As the experience of the Little Pigs illustrates, there are natural reasons why structures fall down or stay standing.  Every physical structure is governed by laws of nature, and its existence can be explained through the science of physics.  Family structures are no exception to any of these laws or science.  There are scientific reasons—quantifiable and empirical—why certain types of family structures fall down while others stay standing.

To be sure, when we think of families, we rarely think in terms of their physical makeup or how they are structured.  All of us simply do what we can to survive day to day.  Human relationships are so heartfelt and emotional that to consider them in terms of structure seems to dehumanize them.  So when families fail, and society is left to pick up the pieces and clear the rubble, we don’t often analyze what has happened by applying scientific reasoning to the structures of the failed families.  Nor do we often apply such scientific logic when analyzing the success of other families.  In our generally unscientific perspective on family failure and success, we are perhaps not so different from medieval masons, carpenters, and shipwrights who saw in physical structures that remained intact the mysterious hand of God, keeping their work standing or afloat.  Such sentiments led to ceremonies, sometimes celebratory, sometimes superstitious, such as the christening of a ship with a bottle of champagne or the laying of a cornerstone by the chief citizen of a community.
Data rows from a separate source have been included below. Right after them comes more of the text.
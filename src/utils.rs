//! Small string helpers shared by the gateway, renderer and HTTP endpoint.

/// Origin that relative permalinks are resolved against.
pub const PERMALINK_BASE: &str = "https://www.reddit.com";

/// Turn a listing permalink into an absolute URL.
///
/// # Example
///
/// ```
/// use subreddit_audit::utils::full_permalink;
///
/// assert_eq!(
///     full_permalink("/r/CrossStitch/comments/abc/hello/"),
///     "https://www.reddit.com/r/CrossStitch/comments/abc/hello/"
/// );
///
/// // Already absolute links are kept as they are
/// assert_eq!(full_permalink("https://example.com/x"), "https://example.com/x");
/// assert_eq!(full_permalink(""), "");
/// ```
pub fn full_permalink(permalink: &str) -> String {
    if permalink.is_empty() || permalink.starts_with("http://") || permalink.starts_with("https://") {
        permalink.to_string()
    } else if permalink.starts_with('/') {
        format!("{PERMALINK_BASE}{permalink}")
    } else {
        format!("{PERMALINK_BASE}/{permalink}")
    }
}

/// Escape the characters that are special in HTML.
///
/// Only `<`, `>`, `&`, `'` and `"` are escaped.
///
/// # Example
///
/// ```
/// use subreddit_audit::utils::escape_html;
///
/// assert_eq!(escape_html("plain_user-1"), "plain_user-1");
/// assert_eq!(
///     escape_html(r#"<b>"Tom" & 'Jerry'</b>"#),
///     "&lt;b&gt;&#34;Tom&#34; &amp; &#39;Jerry&#39;&lt;/b&gt;"
/// );
/// ```
pub fn escape_html(input: &str) -> String {
    let mut escaped = String::with_capacity(input.len());
    for ch in input.chars() {
        match ch {
            '&' => escaped.push_str("&amp;"),
            '<' => escaped.push_str("&lt;"),
            '>' => escaped.push_str("&gt;"),
            '"' => escaped.push_str("&#34;"),
            '\'' => escaped.push_str("&#39;"),
            _ => escaped.push(ch),
        }
    }
    escaped
}

/// Replace every line feed with a single space so text fits on one line.
///
/// # Example
///
/// ```
/// use subreddit_audit::utils::single_line;
///
/// assert_eq!(single_line("line one\nline two"), "line one line two");
/// assert_eq!(single_line("a\n\nb\n"), "a  b ");
/// ```
pub fn single_line(text: &str) -> String {
    text.replace('\n', " ")
}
Ceremony and sentiment do not explain science.  Buildings stand, ships float, and airplanes fly for specific reasons accessible to science.  So, too, do family structures survive or fail for reasons that science can again identify.  As difficult as it might be for non-scientists to study physics, that part of physics dealing with structures has proven essential in erecting the vast cities in which we live and in which most of the world’s relationships are transacted.  Yet for emotional reasons, we prefer not to think of families in the honest and objective terms so important to the structural engineers who build our cities.  In any case, analyzing the structures of our families objectively is an often tiring and painful exercise.  It requires introspection when families fail and humility when they survive.  It requires learning from our mistakes and honesty in our reflections about the natural human experience.  And just as ceremony and sentiment do not explain the survival of physical structures, neither do ideologies explain (or excuse) the physics of natural family structures.

Because it can cause damage to buildings and bridges, we might wish away gravity.  Indeed, we might create a whole political movement toward that end.  But such an effort would be a futile rebellion against the laws of nature and science.  Ideology is defenseless against truth, and ideologies denying the strength and durability of the natural family structure are as delusional and arrogant as the Babylonian effort to build a tower to heaven.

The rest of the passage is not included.